È un gennaio felice per il Bologna, che ora punta alla terza vittoria consecutiva, dopo quelle contro Crotone e Torino: domenica i rossoblu giocheranno al Sant’Elia di Cagliari. Intanto, il mercato entra nelle sue ultime ore e Riccardo Bigon, ds del club, è sereno: “Numericamente siamo a posto, la rosa è ampia”, ha detto a Sky Sport. Già ufficializzato Petkovic dal Trapani, è stato proposto Vavro dello Zilina. Saluta Bologna, invece, Mounier, diretto al St.Etienne.

Cerci – Bigon ha parlato dell’attuale giocatore dell’Atletico Madrid, a lungo inseguito in questo gennaio: “Dal punto di vista tecnico ci sta, se si parla di giocatori fatti e che possono dare un contributo immediato, possono far comodo. Ma è altrettanto vero che un club come il nostro dovrebbe cercare di fare operazioni in prospettiva futura, mantenendo costi dentro dei parametri. Noi vogliamo proseguire il lavoro iniziato questa estate su una squadra giovane, sapendo che si può sempre migliorare e nel mercato se dovesse arrivare un’occasione interessante cercheremo di prenderla”.
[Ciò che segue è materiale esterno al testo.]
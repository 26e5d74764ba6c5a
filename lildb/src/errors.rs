use backtrace::Backtrace;
use serde::{de, ser};
use std::error::Error;
use std::fmt::{Debug, Display, Formatter};
use std::result::Result;
use std::sync::Arc;

/// Categorizes the failures LilDb can report.
///
/// Every [LilDbError] carries exactly one kind, which callers can match on to decide
/// how to react (for example, retry an `insert` as an `upsert` on [ErrorKind::DuplicateId]).
#[derive(Debug, PartialEq, Eq, Clone)]
pub enum ErrorKind {
    // Query errors
    InvalidQuery,

    // Document lifecycle errors
    DuplicateId,
    InvalidId,
    InvalidDataType,
    InvalidOperation,

    // Persistence errors
    NoBackingFile,
    FileExists,
    FileNotFound,
    PermissionDenied,
    IOError,
    EncodingError,

    InternalError,
}

impl Display for ErrorKind {
    fn fmt(&self, f: &mut Formatter<'_>) -> std::fmt::Result {
        match self {
            ErrorKind::InvalidQuery => write!(f, "Invalid query"),
            ErrorKind::DuplicateId => write!(f, "Duplicate id"),
            ErrorKind::InvalidId => write!(f, "Invalid id"),
            ErrorKind::InvalidDataType => write!(f, "Invalid data type"),
            ErrorKind::InvalidOperation => write!(f, "Invalid operation"),
            ErrorKind::NoBackingFile => write!(f, "No backing file"),
            ErrorKind::FileExists => write!(f, "File exists"),
            ErrorKind::FileNotFound => write!(f, "File not found"),
            ErrorKind::PermissionDenied => write!(f, "Permission denied"),
            ErrorKind::IOError => write!(f, "IO error"),
            ErrorKind::EncodingError => write!(f, "Encoding error"),
            ErrorKind::InternalError => write!(f, "Internal error"),
        }
    }
}

/// The error type of every fallible LilDb operation.
///
/// It carries a human readable message, an [ErrorKind], an optional cause and
/// the backtrace captured where the error was created. The backtrace is resolved
/// lazily, only when the error is printed with `{:?}`.
#[derive(Clone)]
pub struct LilDbError {
    message: String,
    error_kind: ErrorKind,
    cause: Option<Box<LilDbError>>,
    backtrace: Arc<Backtrace>,
}

impl LilDbError {
    pub fn new(message: &str, error_kind: ErrorKind) -> Self {
        LilDbError {
            message: message.to_string(),
            error_kind,
            cause: None,
            backtrace: Arc::new(Backtrace::new_unresolved()),
        }
    }

    pub fn new_with_cause(message: &str, error_kind: ErrorKind, cause: LilDbError) -> Self {
        LilDbError {
            message: message.to_string(),
            error_kind,
            cause: Some(Box::new(cause)),
            backtrace: Arc::new(Backtrace::new_unresolved()),
        }
    }

    pub fn message(&self) -> &str {
        &self.message
    }

    pub fn kind(&self) -> &ErrorKind {
        &self.error_kind
    }

    pub fn cause(&self) -> Option<&LilDbError> {
        self.cause.as_deref()
    }
}

impl Display for LilDbError {
    fn fmt(&self, f: &mut Formatter<'_>) -> std::fmt::Result {
        write!(f, "{}", self.message)
    }
}

impl Debug for LilDbError {
    fn fmt(&self, f: &mut Formatter<'_>) -> std::fmt::Result {
        match &self.cause {
            Some(cause) => write!(f, "{}\nCaused by: {:?}", self.message, cause),
            None => {
                let mut backtrace = (*self.backtrace).clone();
                backtrace.resolve();
                write!(f, "{}\n{:?}", self.message, backtrace)
            }
        }
    }
}

impl Error for LilDbError {
    fn source(&self) -> Option<&(dyn Error + 'static)> {
        match &self.cause {
            Some(cause) => Some(cause.as_ref()),
            None => None,
        }
    }
}

pub type LilDbResult<T> = Result<T, LilDbError>;

impl de::Error for LilDbError {
    fn custom<T: Display>(msg: T) -> Self {
        LilDbError::new(&msg.to_string(), ErrorKind::EncodingError)
    }
}

impl ser::Error for LilDbError {
    fn custom<T: Display>(msg: T) -> Self {
        LilDbError::new(&msg.to_string(), ErrorKind::EncodingError)
    }
}

impl From<std::io::Error> for LilDbError {
    fn from(err: std::io::Error) -> Self {
        let error_kind = match err.kind() {
            std::io::ErrorKind::NotFound => ErrorKind::FileNotFound,
            std::io::ErrorKind::PermissionDenied => ErrorKind::PermissionDenied,
            _ => ErrorKind::IOError,
        };
        LilDbError::new(&format!("IO error: {}", err), error_kind)
    }
}

impl From<serde_json::Error> for LilDbError {
    fn from(err: serde_json::Error) -> Self {
        LilDbError::new(&format!("JSON error: {}", err), ErrorKind::EncodingError)
    }
}

impl From<std::string::FromUtf8Error> for LilDbError {
    fn from(err: std::string::FromUtf8Error) -> Self {
        LilDbError::new(
            &format!("UTF-8 encoding error: {}", err),
            ErrorKind::EncodingError,
        )
    }
}

impl From<std::num::ParseIntError> for LilDbError {
    fn from(err: std::num::ParseIntError) -> Self {
        LilDbError::new(
            &format!("Integer parsing error: {}", err),
            ErrorKind::InvalidDataType,
        )
    }
}
use super::DocumentMap;
use crate::collection::{Document, FindOptions, QueryResult};
use crate::common::stream::{group_documents, sort_documents};
use crate::filter::Filter;

/// Read-only operations over a borrowed collection.
///
/// Every query is a full scan in insertion order. Results are always owned copies.
pub(crate) struct ReadOperations<'a> {
    documents: &'a DocumentMap,
}

impl<'a> ReadOperations<'a> {
    pub fn new(documents: &'a DocumentMap) -> Self {
        ReadOperations { documents }
    }

    /// Returns the stored documents matching `filter`, in insertion order.
    pub fn select(&self, filter: &Filter) -> Vec<&'a Document> {
        self.documents
            .values()
            .filter(|doc| filter.apply(doc))
            .collect()
    }

    /// Runs `filter` and shapes the matches according to `find_options`.
    pub fn find(&self, filter: &Filter, find_options: &FindOptions) -> QueryResult {
        let matched = self.select(filter).into_iter().cloned().collect();
        shape(matched, find_options)
    }

    pub fn get_by_id(&self, id: &str) -> Option<Document> {
        self.documents.get(id).cloned()
    }

    pub fn all(&self) -> Vec<Document> {
        self.documents.values().cloned().collect()
    }
}

/// Sorts, then groups or projects, a list of matched documents.
///
/// Groups are keyed on the source documents, so a projection that drops the group
/// field does not change the grouping.
pub(crate) fn shape(mut documents: Vec<Document>, find_options: &FindOptions) -> QueryResult {
    if let Some((field, order)) = find_options.sort() {
        sort_documents(&mut documents, field, order);
    }

    let projection = find_options.projection();
    match find_options.group() {
        Some(group) => {
            let pairs = documents.into_iter().map(|doc| {
                let emitted = match projection {
                    Some(projection) => projection.apply(&doc),
                    None => doc.clone(),
                };
                (doc, emitted)
            });
            QueryResult::Groups(group_documents(pairs, group))
        }
        None => match projection {
            Some(projection) => {
                QueryResult::Documents(documents.iter().map(|doc| projection.apply(doc)).collect())
            }
            None => QueryResult::Documents(documents),
        },
    }
}
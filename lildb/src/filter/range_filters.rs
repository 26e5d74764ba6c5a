use crate::collection::Document;
use crate::common::{FieldPath, Value};
use std::cmp::Ordering;
use std::fmt::Display;

/// The relational operator of a [ComparisonFilter].
#[derive(Clone, Copy, Debug, PartialEq, Eq)]
pub enum ComparisonMode {
    Greater,
    GreaterEqual,
    Lesser,
    LesserEqual,
}

impl ComparisonMode {
    #[inline]
    fn accepts(&self, ordering: Ordering) -> bool {
        match self {
            ComparisonMode::Greater => ordering == Ordering::Greater,
            ComparisonMode::GreaterEqual => ordering != Ordering::Less,
            ComparisonMode::Lesser => ordering == Ordering::Less,
            ComparisonMode::LesserEqual => ordering != Ordering::Greater,
        }
    }

    fn symbol(&self) -> &'static str {
        match self {
            ComparisonMode::Greater => ">",
            ComparisonMode::GreaterEqual => ">=",
            ComparisonMode::Lesser => "<",
            ComparisonMode::LesserEqual => "<=",
        }
    }
}

/// Compares the value at a field against a literal.
///
/// Only numbers against numbers, strings against strings and booleans against
/// booleans can be compared. Any other pairing, including an absent field, does not
/// match.
#[derive(Clone, Debug)]
pub struct ComparisonFilter {
    field: FieldPath,
    value: Value,
    mode: ComparisonMode,
}

impl ComparisonFilter {
    pub(crate) fn new(field: FieldPath, value: Value, mode: ComparisonMode) -> Self {
        ComparisonFilter { field, value, mode }
    }

    #[inline]
    pub(crate) fn apply(&self, entry: &Document) -> bool {
        self.field
            .resolve(entry)
            .and_then(|value| value.compare(&self.value))
            .map_or(false, |ordering| self.mode.accepts(ordering))
    }
}

impl Display for ComparisonFilter {
    fn fmt(&self, f: &mut std::fmt::Formatter<'_>) -> std::fmt::Result {
        write!(f, "({} {} {})", self.field, self.mode.symbol(), self.value)
    }
}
Sadiq e Donsah – In questa ottica giovanile si inserisce la scelta di puntare su Umar Sadiq, prelevato in prestito dalla Roma: “Avevamo identificato quest’estate il suo profilo. L’idea era chiaramente di verificare il suo inserimento in questa realtà e poi decidere a fine campionato cosa fare. L’infortunio ha scombinato i piani. Ora speriamo superi bene l’infortunio. Rimane quel puntello dietro Destro che pensavamo e siamo ancora convinti possa essere. Donsah? Non può essere in uscita: per presenze in Serie A, per essere un classe 1996, credo sia uno di quelli che ne ha collezionate di più. In questa stagione ha avuto una serie di problemi, ma ora ha recuperato. Nelle ultime partite sta facendo buone prestazioni, ha giocato titolare anche contro Juventus ed Inter”.

“Siamo a posto” – “Numericamente siamo a posto – ha continuato Bigon – La rosa è ampia, con ogni ruolo un doppio giocatore. È chiaro che ci sono alcuni calciatori che hanno trovato meno spazio, vedremo se ci sarà opportunità di dare maggiore spazio. A gennaio non è facile trovare realtà giuste per dare spazio ai tuoi calciatori. Nessuno vuole lavorare su patrimoni tuoi. Rimaniamo con gli occhi aperti per occasioni ed opportunità”. Nelle ultime ore è stato proposto Vavro, difensore classe 1996 dello Zilina, una possibilità per giugno. Su Oikonomou, giocatore cresciuto proprio al Bologna: “Lui è proprio uno di quei ragazzi che rappresenta un patrimonio del club. Nei momenti in cui non trovano tanto spazio, ci sono squadre che pensano di fare un affare. Ma non è questo il suo caso, vogliamo sviluppare le sue qualità”.